:: REQUIREMENT ::
Pick each line that has "tenure" out of the records.

★ ★ ★ ★ ★ ★ ★

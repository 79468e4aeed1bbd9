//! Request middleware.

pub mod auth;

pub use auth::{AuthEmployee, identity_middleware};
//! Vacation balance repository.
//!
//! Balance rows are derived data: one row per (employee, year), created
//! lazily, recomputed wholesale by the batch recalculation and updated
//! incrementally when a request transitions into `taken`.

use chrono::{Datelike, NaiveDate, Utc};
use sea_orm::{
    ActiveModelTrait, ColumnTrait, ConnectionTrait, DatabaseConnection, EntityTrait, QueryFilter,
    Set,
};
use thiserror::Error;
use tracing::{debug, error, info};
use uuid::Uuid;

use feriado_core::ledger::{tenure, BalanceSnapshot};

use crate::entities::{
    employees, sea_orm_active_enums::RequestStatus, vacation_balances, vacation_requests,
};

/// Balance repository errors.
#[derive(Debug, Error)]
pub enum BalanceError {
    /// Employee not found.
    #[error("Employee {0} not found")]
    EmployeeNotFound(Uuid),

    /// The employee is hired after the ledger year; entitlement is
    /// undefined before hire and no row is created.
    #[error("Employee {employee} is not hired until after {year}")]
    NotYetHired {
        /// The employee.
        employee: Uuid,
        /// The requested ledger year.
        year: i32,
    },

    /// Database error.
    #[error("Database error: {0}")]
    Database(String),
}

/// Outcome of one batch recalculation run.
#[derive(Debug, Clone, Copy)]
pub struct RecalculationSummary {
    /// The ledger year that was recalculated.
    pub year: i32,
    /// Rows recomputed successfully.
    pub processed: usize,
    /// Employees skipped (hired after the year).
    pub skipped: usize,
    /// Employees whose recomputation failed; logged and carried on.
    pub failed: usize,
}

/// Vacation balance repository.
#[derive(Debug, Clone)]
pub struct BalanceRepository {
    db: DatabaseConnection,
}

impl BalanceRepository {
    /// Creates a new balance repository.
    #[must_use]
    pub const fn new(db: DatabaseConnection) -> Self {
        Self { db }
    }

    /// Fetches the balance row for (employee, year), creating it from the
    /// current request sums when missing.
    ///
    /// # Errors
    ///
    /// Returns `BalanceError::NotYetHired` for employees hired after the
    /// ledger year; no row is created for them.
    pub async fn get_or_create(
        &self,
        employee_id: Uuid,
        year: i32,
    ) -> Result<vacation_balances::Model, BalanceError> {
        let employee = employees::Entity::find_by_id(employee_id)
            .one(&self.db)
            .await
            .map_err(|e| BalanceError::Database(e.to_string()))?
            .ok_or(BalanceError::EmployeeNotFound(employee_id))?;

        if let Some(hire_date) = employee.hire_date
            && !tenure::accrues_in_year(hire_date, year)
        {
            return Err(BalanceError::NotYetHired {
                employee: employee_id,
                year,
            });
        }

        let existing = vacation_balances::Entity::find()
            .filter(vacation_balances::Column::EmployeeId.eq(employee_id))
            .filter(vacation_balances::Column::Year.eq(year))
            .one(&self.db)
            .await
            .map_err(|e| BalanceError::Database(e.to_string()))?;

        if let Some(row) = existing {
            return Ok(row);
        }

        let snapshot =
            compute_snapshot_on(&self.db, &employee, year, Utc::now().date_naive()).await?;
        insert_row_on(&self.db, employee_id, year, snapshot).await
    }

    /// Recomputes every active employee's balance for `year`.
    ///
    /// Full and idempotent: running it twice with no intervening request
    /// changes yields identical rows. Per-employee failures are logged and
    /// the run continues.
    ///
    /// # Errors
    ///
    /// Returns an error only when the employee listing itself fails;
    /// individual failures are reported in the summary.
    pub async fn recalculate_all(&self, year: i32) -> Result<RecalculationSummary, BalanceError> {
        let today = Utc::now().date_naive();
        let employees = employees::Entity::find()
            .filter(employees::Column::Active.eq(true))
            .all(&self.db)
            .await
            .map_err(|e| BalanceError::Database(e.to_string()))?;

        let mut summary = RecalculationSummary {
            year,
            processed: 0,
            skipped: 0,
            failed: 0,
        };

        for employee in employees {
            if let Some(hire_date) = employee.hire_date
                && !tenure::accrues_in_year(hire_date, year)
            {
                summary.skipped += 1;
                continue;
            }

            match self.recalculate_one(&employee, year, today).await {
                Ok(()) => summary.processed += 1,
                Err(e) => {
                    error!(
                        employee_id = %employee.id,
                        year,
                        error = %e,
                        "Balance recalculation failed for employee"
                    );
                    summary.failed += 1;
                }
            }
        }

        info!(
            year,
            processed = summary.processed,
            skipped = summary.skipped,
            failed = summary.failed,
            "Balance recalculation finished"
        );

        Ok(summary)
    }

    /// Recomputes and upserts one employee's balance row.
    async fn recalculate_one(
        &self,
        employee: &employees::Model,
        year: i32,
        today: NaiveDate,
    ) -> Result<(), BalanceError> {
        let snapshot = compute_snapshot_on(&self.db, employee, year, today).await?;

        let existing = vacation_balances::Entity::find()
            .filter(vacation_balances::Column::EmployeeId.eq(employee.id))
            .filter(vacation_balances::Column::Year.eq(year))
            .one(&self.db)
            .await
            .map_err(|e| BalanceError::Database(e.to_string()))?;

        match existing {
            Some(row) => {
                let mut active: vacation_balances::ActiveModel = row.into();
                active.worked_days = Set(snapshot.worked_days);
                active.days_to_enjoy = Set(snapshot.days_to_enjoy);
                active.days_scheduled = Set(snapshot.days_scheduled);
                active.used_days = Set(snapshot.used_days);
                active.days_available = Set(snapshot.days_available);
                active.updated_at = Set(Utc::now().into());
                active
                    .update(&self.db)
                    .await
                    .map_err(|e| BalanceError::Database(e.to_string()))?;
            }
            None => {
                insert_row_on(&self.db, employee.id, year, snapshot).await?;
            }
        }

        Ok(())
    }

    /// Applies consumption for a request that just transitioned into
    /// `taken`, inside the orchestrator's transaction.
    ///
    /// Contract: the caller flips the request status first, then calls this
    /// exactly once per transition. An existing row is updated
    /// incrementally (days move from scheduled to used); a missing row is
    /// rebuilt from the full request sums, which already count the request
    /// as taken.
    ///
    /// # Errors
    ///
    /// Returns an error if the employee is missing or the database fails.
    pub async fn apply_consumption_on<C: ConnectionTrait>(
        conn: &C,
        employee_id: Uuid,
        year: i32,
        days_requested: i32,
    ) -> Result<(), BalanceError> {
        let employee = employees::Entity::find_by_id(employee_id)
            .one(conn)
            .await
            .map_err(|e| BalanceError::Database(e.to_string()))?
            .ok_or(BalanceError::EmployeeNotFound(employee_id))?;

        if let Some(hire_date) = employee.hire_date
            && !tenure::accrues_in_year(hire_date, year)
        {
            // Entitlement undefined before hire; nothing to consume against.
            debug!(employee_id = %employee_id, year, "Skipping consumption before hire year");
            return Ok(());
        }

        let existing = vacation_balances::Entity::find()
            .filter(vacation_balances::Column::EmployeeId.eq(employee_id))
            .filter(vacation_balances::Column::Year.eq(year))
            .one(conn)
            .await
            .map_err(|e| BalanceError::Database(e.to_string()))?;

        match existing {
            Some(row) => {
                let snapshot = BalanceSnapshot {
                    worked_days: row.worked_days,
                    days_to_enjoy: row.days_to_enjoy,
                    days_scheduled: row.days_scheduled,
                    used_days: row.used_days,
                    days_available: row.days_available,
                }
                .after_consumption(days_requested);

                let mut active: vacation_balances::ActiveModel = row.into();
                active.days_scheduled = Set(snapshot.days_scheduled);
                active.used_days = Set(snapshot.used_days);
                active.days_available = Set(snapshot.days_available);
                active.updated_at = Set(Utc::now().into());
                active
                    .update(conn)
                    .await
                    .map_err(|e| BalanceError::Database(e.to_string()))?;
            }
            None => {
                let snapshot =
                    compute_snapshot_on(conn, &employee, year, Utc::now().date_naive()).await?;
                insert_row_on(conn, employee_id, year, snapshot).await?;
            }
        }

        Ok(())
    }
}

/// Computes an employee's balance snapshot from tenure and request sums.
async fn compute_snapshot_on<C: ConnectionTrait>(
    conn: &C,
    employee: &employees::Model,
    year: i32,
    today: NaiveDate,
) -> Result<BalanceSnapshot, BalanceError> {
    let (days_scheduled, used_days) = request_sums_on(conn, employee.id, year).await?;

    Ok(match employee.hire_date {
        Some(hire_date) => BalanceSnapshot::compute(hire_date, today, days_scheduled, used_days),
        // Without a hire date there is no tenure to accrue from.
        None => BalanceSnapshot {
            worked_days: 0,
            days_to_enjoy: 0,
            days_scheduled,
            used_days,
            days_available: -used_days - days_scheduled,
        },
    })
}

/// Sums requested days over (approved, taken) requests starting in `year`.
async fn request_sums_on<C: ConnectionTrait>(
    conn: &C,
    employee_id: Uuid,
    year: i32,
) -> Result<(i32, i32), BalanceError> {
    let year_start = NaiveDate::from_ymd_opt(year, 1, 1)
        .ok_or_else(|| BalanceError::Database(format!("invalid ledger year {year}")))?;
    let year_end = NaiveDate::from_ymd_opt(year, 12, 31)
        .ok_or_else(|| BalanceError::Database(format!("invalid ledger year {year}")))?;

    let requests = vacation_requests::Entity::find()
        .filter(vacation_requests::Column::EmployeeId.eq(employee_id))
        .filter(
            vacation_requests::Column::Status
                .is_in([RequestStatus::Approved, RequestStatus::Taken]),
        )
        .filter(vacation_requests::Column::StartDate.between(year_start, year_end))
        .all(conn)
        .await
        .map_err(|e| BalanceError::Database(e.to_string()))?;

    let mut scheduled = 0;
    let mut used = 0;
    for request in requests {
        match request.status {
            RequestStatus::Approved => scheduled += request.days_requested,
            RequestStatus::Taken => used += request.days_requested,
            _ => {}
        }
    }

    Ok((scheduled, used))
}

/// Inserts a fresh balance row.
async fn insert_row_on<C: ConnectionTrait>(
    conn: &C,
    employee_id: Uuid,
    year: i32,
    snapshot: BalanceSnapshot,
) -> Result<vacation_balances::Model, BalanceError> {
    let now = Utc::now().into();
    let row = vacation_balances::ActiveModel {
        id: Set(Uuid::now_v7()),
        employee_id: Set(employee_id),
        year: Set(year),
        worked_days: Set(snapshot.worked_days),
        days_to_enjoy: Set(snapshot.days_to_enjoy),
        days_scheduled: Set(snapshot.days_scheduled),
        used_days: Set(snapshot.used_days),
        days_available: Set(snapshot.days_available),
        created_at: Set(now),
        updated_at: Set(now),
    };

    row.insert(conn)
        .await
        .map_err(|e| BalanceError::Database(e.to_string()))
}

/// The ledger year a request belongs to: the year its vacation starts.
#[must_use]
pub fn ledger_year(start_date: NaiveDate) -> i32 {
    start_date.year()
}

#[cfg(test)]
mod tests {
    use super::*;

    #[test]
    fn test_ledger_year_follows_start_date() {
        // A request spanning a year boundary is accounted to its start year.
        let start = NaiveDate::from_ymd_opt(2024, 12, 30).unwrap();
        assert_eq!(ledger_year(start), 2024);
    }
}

★ ★ ★ ★ ★ ★ ★

:: EXERCISE OUTPUT ::
use feriado_core::ledger::{tenure, BalanceSnapshot};
            && !tenure::accrues_in_year(hire_date, year)
                && !tenure::accrues_in_year(hire_date, year)
            && !tenure::accrues_in_year(hire_date, year)
/// Computes an employee's balance snapshot from tenure and request sums.
        // Without a hire date there is no tenure to accrue from.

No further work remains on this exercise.